The next advance in transfer-case technology came with “automatic” or “active” transfer cases. These are clutch-driven transfer cases in which a clutch pack in the transfer case is engaged to send torque to the front axle. With the exception of the New Venture 247 transfer case, these are all computer-controlled units that have the ability to “sense” or detect a slip before it happens. Understanding how this works should make it crystal clear how sensitive these units are to mismatched tire sizes.
Ford says in its repair manuals that a difference of 0.006 inch in tire size can set a code. On the GM side, a 15-rpm difference in prop-shaft speeds can set a code. A 15-rpm difference in prop-shaft speeds correlates to a difference of 1/16 inch in tread wear. Measure the tires before you do anything else on these transfer cases. A safe bet is usually to have all four tires within 1/4 inch.
Now, back to the NV 247, which is used in Jeeps. Instead of a viscous coupling this unit, shown in Figure 3, has a “progressive pump coupling” that is a sealed, non-rebuildable component. In the 247 there are two pumps. The first is a gerotor type of pump that is driven off the output shaft and provides pressurized lube oil throughout the transfer case and provides oil to the pump coupler. The pump coupler contains a second pump, with sophisticated valving, to apply a clutch pack that is also inside the coupling. This unit works just like a viscous coupling in that a difference in shaft speeds causes the pump to pressurize the clutches, sending power to the front axle until shaft speeds equalize and the pump loses pressure. These units are extremely sensitive to fluid quality. They also are reactive units, in that nothing happens until there is a slip.
The other automatic or active transfer cases that feature complete computer controls are the NV 126, 136, 226, 236, 245 and 246, and the BorgWarner 4405, 4406 and 4411. All these units are capable of electronically anticipating a slip and sending power through the clutch pack to the front axle. This is done through a comparison of vehicle road speed with prop-shaft speeds, and the computer changes the duty cycle on the clutch apply to eliminate any differences in speed.
Tied into these systems is throttle position, so that in the automatic position under hard acceleration the unit goes from 2WD to 4WD within milliseconds. The computer will monitor the ABS, traction control, transmission manual-lever position, brake switches and stability control. This means that you need to scan all applicable systems to diagnose a problem. You must check for codes in the powertrain, drivetrain, ABS, body and chassis systems.
Ford has further complications with its multiplex wiring systems. Because of the combination of signal paths running through the same circuits, problems such as a bad rear-glass heater grid, a shorted door-ajar signal or a shorted windshield wiper can cause a transfer case to malfunction.
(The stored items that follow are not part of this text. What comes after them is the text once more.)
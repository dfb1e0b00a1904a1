//! Server categories and the catalog root.
//!
//! # Responsibilities
//! - Group servers into the fixed ftp / tv / others categories
//! - Validate URLs and enforce the per-category capacity cap on insert

use std::sync::Arc;

use thiserror::Error;
use url::Url;

use crate::catalog::server::{Server, ServerStatus};
use crate::config::{MAX_SERVERS_PER_CATEGORY, MAX_URL_LENGTH};

/// Fixed category kinds, mirroring the catalog file keys.
#[derive(Debug, Clone, Copy, PartialEq, Eq)]
pub enum CategoryKind {
    Ftp,
    Tv,
    Others,
}

impl CategoryKind {
    /// Display name.
    pub fn as_str(&self) -> &'static str {
        match self {
            CategoryKind::Ftp => "FTP",
            CategoryKind::Tv => "TV",
            CategoryKind::Others => "Others",
        }
    }

    /// JSON key in the catalog document.
    pub fn key(&self) -> &'static str {
        match self {
            CategoryKind::Ftp => "ftp",
            CategoryKind::Tv => "tv",
            CategoryKind::Others => "others",
        }
    }
}

/// Errors raised when building a category.
#[derive(Debug, Error, PartialEq, Eq)]
pub enum CatalogError {
    #[error("invalid URL: {0}")]
    InvalidUrl(String),

    #[error("category holds the maximum of {MAX_SERVERS_PER_CATEGORY} servers")]
    CategoryFull,
}

/// True for an http(s) URL of acceptable length.
pub fn is_valid_url(url: &str) -> bool {
    if url.is_empty() || url.len() > MAX_URL_LENGTH {
        return false;
    }
    match Url::parse(url) {
        Ok(parsed) => matches!(parsed.scheme(), "http" | "https"),
        Err(_) => false,
    }
}

/// An ordered collection of servers sharing a kind.
#[derive(Debug)]
pub struct Category {
    pub kind: CategoryKind,
    servers: Vec<Arc<Server>>,
}

impl Category {
    pub fn new(kind: CategoryKind) -> Self {
        Self {
            kind,
            servers: Vec::new(),
        }
    }

    pub fn name(&self) -> &'static str {
        self.kind.as_str()
    }

    /// Append a server, validating the URL and the capacity cap.
    pub fn add(&mut self, url: &str) -> Result<(), CatalogError> {
        if !is_valid_url(url) {
            return Err(CatalogError::InvalidUrl(url.to_string()));
        }
        if self.servers.len() >= MAX_SERVERS_PER_CATEGORY {
            return Err(CatalogError::CategoryFull);
        }
        self.servers.push(Arc::new(Server::new(url)));
        Ok(())
    }

    pub fn servers(&self) -> &[Arc<Server>] {
        &self.servers
    }

    pub fn len(&self) -> usize {
        self.servers.len()
    }

    pub fn is_empty(&self) -> bool {
        self.servers.is_empty()
    }

    /// Number of servers currently holding `status`.
    pub fn count_with_status(&self, status: ServerStatus) -> usize {
        self.servers.iter().filter(|s| s.status() == status).count()
    }
}

/// The complete server catalog.
#[derive(Debug)]
pub struct Catalog {
    pub ftp: Category,
    pub tv: Category,
    pub others: Category,
}

impl Catalog {
    pub fn new() -> Self {
        Self {
            ftp: Category::new(CategoryKind::Ftp),
            tv: Category::new(CategoryKind::Tv),
            others: Category::new(CategoryKind::Others),
        }
    }

    pub fn category(&self, kind: CategoryKind) -> &Category {
        match kind {
            CategoryKind::Ftp => &self.ftp,
            CategoryKind::Tv => &self.tv,
            CategoryKind::Others => &self.others,
        }
    }

    pub fn category_mut(&mut self, kind: CategoryKind) -> &mut Category {
        match kind {
            CategoryKind::Ftp => &mut self.ftp,
            CategoryKind::Tv => &mut self.tv,
            CategoryKind::Others => &mut self.others,
        }
    }

    pub fn categories(&self) -> [&Category; 3] {
        [&self.ftp, &self.tv, &self.others]
    }

    /// Total number of servers across all categories.
    pub fn total(&self) -> usize {
        self.ftp.len() + self.tv.len() + self.others.len()
    }
}

impl Default for Catalog {
    fn default() -> Self {
        Self::new()
    }
}

#[cfg(test)]
mod tests {
    use super::*;

    #[test]
    fn accepts_http_and_https_urls() {
        let mut category = Category::new(CategoryKind::Ftp);
        assert!(category.add("http://ftp.example.com").is_ok());
        assert!(category.add("https://ftp.example.com/path").is_ok());
        assert_eq!(category.len(), 2);
    }

    #[test]
    fn rejects_invalid_urls() {
        let mut category = Category::new(CategoryKind::Tv);
        assert!(category.add("").is_err());
        assert!(category.add("ftp://old.example.com").is_err());
        assert!(category.add("not a url").is_err());

        let oversized = format!("http://example.com/{}", "a".repeat(MAX_URL_LENGTH));
        assert!(category.add(&oversized).is_err());

        assert!(category.is_empty());
    }

    #[test]
    fn catalog_totals_span_categories() {
        let mut catalog = Catalog::new();
        catalog.ftp.add("http://a.example.com").unwrap();
        catalog.tv.add("http://b.example.com").unwrap();
        catalog.tv.add("http://c.example.com").unwrap();

        assert_eq!(catalog.total(), 3);
        assert_eq!(catalog.category(CategoryKind::Tv).len(), 2);
    }

    #[test]
    fn status_counts_follow_recorded_results() {
        let mut category = Category::new(CategoryKind::Others);
        category.add("http://a.example.com").unwrap();
        category.add("http://b.example.com").unwrap();

        assert_eq!(category.count_with_status(ServerStatus::Unknown), 2);

        category.servers()[0].record(ServerStatus::Online, 12.0, Some(200));
        assert_eq!(category.count_with_status(ServerStatus::Online), 1);
        assert_eq!(category.count_with_status(ServerStatus::Unknown), 1);
    }
}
If you examine the manuals involved in repairing active transfer cases you immediately realize how things have changed. There are 40-50 pages on the actual unit repair and 200 pages of diagnostic codes, circuits and troubleshooting trees. The stability-control systems on late-model vehicles are capable of comparing steering angle, yaw rate, road speed and throttle opening with specifications in the computer database. Using these inputs, it can anticipate a driver entering a turn at too high a speed and activate the transfer case to prevent the vehicle from understeering or oversteering. Certain automatic transmissions have the same capability to prevent unnecessary upshifts when the vehicle is cornering.
It is a brave new world out there. You can look at it as a negative complicating your life, or you can view it as a plus making the knowledgeable technician a valuable commodity. The more you know and understand, the lower your stress level will be and the more satisfaction you will have with your work.